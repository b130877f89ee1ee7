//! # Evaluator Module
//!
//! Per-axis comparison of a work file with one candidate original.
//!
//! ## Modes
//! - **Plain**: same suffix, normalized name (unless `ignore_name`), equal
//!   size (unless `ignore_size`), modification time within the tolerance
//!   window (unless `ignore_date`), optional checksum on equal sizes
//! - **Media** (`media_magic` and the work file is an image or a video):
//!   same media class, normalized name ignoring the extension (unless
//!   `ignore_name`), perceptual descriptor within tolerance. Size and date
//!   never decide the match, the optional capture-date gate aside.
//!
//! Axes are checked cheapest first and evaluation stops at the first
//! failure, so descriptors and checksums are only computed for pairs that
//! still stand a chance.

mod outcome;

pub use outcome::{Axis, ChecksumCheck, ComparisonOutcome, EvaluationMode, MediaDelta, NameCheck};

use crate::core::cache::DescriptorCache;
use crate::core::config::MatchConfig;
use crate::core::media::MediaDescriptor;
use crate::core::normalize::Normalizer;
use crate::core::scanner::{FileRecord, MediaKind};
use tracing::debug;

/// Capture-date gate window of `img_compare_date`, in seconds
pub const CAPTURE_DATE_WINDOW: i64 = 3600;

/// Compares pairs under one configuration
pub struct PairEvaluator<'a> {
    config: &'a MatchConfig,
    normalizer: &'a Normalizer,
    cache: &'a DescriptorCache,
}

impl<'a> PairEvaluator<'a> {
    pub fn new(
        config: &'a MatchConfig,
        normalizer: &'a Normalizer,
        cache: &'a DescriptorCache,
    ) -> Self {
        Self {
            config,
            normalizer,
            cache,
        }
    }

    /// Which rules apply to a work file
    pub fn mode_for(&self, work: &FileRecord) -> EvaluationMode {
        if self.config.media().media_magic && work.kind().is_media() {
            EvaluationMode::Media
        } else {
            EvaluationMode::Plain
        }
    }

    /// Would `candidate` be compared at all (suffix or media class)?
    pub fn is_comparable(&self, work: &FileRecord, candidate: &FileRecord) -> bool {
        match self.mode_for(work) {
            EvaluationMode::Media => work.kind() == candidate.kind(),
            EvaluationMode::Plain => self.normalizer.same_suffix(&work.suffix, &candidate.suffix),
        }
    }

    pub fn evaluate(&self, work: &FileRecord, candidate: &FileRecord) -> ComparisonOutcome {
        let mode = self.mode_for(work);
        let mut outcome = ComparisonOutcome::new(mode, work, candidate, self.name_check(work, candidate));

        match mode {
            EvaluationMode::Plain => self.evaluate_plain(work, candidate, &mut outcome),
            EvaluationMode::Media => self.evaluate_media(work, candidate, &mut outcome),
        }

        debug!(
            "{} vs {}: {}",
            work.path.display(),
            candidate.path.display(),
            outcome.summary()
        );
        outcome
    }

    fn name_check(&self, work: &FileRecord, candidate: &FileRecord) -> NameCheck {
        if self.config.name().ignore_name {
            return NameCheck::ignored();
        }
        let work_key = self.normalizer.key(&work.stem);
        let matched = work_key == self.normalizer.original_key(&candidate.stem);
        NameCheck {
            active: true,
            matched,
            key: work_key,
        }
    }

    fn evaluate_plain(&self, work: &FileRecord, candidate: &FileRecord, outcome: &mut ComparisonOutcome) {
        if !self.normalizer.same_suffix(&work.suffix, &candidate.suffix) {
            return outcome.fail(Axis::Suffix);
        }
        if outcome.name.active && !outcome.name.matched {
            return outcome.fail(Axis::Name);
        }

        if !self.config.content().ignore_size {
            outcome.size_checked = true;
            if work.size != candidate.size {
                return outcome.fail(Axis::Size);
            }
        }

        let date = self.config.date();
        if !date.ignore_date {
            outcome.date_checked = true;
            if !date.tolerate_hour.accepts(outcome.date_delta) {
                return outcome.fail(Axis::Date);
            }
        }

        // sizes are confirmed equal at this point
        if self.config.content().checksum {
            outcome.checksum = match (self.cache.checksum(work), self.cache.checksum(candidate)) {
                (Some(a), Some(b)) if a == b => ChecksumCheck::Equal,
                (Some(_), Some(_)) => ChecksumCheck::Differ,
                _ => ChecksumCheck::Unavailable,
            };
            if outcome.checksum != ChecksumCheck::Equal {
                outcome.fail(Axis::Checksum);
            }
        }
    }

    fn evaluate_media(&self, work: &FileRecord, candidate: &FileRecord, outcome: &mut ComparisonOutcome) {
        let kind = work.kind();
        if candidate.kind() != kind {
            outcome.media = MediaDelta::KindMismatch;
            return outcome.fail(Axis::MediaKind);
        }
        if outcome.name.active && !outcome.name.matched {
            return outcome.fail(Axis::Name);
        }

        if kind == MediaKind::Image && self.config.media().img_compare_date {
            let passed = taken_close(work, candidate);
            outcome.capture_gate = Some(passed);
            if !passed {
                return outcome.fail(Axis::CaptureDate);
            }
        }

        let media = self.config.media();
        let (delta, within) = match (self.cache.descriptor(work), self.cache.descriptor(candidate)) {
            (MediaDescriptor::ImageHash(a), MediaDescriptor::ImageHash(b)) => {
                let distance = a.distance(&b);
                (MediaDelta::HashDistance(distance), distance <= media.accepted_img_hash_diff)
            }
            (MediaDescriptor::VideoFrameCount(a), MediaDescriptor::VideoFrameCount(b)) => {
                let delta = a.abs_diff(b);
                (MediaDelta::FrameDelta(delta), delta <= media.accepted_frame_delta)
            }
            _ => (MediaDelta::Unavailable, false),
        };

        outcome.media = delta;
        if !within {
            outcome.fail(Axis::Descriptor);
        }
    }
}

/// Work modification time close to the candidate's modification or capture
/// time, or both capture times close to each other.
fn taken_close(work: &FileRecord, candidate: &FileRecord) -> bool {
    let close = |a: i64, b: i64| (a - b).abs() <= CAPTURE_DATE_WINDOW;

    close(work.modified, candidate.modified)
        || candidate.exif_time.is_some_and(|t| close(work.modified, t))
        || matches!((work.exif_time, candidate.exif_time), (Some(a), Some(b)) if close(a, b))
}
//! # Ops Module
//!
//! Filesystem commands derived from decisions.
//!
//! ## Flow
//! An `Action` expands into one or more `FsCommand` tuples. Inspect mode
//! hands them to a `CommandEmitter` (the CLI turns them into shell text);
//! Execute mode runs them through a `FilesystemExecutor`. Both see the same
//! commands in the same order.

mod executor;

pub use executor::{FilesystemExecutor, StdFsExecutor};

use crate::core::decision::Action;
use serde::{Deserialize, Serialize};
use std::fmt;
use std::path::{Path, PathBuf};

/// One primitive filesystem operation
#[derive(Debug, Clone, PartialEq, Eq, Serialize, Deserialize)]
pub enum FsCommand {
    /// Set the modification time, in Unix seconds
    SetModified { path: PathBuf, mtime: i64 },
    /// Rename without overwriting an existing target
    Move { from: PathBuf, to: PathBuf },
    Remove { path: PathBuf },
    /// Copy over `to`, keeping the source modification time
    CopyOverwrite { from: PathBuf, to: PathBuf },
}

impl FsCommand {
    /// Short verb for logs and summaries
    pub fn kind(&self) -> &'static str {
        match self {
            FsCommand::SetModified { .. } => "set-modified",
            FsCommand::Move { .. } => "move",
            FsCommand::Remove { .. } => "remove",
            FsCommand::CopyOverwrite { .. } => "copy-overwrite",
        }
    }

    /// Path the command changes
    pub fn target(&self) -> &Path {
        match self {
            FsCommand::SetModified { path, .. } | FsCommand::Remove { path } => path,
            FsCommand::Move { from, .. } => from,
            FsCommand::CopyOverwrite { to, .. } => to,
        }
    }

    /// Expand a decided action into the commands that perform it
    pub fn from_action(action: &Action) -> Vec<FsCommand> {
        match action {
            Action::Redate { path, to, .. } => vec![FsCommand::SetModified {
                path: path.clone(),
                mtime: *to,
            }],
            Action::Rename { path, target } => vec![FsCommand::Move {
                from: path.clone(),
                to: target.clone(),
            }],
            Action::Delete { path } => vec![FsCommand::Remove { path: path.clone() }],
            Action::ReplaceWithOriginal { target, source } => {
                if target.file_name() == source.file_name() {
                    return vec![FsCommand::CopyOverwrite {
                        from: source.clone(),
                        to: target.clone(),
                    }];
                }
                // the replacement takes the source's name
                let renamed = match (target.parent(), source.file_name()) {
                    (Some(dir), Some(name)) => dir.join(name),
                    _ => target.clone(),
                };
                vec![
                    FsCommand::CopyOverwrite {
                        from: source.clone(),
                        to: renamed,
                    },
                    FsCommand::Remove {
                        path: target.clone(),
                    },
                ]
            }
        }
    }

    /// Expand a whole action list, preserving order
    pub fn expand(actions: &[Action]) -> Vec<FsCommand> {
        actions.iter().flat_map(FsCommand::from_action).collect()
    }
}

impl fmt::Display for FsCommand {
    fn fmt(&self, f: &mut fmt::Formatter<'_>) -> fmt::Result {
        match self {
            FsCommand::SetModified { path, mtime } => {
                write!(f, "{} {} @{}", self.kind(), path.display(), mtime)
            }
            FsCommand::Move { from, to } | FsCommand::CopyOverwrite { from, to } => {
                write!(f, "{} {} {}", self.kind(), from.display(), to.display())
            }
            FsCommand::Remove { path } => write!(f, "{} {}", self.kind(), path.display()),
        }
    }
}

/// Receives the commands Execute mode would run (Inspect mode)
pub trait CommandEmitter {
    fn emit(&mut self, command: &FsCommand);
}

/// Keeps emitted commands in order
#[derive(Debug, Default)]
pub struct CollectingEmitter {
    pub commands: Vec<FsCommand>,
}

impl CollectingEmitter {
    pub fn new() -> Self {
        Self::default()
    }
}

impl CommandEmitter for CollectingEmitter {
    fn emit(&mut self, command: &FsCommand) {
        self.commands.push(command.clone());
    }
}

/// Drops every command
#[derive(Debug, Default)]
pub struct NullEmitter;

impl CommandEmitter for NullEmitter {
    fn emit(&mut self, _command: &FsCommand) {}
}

========================================================================

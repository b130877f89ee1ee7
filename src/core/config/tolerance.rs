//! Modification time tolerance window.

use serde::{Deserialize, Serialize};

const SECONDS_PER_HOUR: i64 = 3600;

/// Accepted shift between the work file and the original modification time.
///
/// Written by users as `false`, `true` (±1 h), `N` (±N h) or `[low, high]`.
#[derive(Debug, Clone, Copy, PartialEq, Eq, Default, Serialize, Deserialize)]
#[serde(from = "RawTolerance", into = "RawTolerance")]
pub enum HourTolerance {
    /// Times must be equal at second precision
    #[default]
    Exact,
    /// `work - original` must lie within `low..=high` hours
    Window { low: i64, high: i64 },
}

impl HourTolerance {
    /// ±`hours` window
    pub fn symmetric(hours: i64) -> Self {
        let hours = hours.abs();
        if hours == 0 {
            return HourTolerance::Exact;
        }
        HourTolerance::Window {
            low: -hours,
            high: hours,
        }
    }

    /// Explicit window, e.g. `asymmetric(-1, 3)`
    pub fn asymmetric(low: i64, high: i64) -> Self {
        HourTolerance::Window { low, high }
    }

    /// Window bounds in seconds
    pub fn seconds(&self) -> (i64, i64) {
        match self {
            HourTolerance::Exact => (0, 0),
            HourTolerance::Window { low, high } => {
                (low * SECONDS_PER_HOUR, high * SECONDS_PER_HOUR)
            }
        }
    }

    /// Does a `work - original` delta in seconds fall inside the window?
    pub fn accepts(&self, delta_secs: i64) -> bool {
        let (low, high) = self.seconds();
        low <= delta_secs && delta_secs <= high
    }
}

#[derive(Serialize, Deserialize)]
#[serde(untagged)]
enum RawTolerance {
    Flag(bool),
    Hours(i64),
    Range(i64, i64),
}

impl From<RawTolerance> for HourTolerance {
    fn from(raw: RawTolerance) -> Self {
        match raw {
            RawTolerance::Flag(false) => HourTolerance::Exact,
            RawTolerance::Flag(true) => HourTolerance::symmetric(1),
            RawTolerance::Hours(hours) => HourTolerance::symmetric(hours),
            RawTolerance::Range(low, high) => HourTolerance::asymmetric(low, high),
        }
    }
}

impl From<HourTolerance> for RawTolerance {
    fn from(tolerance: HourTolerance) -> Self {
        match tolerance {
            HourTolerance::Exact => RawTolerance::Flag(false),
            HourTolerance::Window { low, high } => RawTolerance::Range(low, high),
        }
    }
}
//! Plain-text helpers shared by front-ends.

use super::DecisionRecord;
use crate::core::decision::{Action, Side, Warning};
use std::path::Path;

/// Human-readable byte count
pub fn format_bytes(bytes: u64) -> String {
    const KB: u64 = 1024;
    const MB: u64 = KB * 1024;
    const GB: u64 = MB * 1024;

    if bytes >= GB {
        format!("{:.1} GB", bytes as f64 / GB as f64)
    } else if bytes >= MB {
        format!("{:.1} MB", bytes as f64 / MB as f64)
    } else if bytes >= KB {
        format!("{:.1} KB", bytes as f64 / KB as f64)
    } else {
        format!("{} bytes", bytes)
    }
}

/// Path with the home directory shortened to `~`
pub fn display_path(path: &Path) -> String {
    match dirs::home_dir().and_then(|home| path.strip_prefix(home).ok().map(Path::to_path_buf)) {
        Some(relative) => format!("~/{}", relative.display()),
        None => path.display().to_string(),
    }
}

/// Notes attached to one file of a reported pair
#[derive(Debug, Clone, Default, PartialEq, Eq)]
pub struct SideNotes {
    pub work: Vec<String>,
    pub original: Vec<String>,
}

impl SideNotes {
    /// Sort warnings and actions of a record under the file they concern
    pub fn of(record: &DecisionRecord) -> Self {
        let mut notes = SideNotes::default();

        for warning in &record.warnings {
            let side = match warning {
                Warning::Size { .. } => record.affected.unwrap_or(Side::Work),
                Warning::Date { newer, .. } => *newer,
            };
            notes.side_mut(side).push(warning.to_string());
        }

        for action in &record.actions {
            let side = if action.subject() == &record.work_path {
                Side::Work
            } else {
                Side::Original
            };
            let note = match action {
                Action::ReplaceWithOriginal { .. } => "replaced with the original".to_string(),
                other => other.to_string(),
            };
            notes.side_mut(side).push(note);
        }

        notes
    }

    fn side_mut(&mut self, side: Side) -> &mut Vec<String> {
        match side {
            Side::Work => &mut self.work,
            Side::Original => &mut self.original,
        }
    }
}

========================================================================

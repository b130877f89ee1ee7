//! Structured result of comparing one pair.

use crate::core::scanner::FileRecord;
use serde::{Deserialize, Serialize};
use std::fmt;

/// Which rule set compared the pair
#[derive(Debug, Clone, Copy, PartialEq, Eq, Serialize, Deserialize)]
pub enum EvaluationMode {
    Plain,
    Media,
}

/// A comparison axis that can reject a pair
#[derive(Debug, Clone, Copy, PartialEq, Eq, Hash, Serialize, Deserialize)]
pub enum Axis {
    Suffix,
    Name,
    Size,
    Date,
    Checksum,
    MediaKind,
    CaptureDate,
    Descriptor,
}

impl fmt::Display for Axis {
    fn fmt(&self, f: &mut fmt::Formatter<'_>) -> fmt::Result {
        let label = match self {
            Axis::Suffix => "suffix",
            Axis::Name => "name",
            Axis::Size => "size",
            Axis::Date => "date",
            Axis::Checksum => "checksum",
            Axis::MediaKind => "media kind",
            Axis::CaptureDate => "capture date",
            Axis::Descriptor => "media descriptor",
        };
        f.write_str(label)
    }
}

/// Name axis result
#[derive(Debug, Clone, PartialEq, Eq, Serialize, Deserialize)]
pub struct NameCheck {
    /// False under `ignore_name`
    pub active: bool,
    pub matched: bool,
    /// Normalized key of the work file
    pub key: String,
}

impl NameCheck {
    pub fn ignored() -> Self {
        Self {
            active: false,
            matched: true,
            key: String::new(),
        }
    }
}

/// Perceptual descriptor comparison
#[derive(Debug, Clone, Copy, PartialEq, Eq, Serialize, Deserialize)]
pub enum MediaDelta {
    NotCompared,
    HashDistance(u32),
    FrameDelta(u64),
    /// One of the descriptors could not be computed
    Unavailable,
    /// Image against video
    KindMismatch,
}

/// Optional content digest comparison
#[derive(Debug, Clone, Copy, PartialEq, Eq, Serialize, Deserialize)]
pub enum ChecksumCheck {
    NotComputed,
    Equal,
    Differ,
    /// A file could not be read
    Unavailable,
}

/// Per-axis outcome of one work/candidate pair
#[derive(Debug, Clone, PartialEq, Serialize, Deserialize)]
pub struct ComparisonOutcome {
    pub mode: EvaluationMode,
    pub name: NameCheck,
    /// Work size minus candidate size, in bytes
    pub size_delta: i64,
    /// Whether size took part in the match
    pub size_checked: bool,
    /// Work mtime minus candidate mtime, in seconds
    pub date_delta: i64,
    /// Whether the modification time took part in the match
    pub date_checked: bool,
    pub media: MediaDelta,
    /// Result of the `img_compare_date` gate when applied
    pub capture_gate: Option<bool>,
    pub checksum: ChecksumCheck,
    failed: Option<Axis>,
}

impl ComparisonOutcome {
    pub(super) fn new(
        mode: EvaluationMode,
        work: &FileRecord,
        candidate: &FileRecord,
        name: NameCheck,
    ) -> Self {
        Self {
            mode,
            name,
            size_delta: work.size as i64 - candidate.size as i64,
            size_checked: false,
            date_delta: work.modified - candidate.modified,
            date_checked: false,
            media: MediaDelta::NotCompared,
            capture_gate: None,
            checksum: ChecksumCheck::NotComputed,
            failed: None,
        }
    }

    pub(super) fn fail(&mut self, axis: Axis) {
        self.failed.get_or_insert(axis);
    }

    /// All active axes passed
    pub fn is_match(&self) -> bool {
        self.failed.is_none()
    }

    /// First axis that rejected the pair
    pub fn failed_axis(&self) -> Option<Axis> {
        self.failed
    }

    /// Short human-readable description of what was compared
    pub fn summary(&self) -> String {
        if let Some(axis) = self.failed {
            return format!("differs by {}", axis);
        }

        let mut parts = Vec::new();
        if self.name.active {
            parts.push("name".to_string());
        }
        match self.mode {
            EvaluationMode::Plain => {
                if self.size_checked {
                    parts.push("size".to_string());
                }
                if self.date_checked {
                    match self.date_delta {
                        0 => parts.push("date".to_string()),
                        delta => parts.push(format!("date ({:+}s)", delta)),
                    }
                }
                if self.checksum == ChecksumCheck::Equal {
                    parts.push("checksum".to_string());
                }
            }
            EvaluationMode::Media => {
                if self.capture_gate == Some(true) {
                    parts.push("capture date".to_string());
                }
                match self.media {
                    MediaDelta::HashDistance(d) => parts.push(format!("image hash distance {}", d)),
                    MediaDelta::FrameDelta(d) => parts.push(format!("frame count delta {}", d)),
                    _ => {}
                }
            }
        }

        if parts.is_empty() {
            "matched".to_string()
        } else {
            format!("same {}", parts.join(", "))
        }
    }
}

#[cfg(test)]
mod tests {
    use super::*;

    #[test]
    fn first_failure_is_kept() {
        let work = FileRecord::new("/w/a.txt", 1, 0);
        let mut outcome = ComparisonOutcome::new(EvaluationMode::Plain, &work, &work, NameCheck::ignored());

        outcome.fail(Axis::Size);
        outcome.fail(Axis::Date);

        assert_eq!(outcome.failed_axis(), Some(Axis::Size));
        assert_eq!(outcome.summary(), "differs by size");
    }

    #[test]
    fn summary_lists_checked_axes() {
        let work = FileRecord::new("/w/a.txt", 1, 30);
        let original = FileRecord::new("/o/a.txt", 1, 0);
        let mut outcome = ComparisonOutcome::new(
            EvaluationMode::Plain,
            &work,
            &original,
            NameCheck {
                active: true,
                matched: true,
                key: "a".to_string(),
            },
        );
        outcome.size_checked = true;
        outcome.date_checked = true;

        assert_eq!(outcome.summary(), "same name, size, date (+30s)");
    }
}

========================================================================

Look for the word "Which" in every line of the listing and copy the lines that have it.

    /// Which rules apply to a work file
/// Which rule set compared the pair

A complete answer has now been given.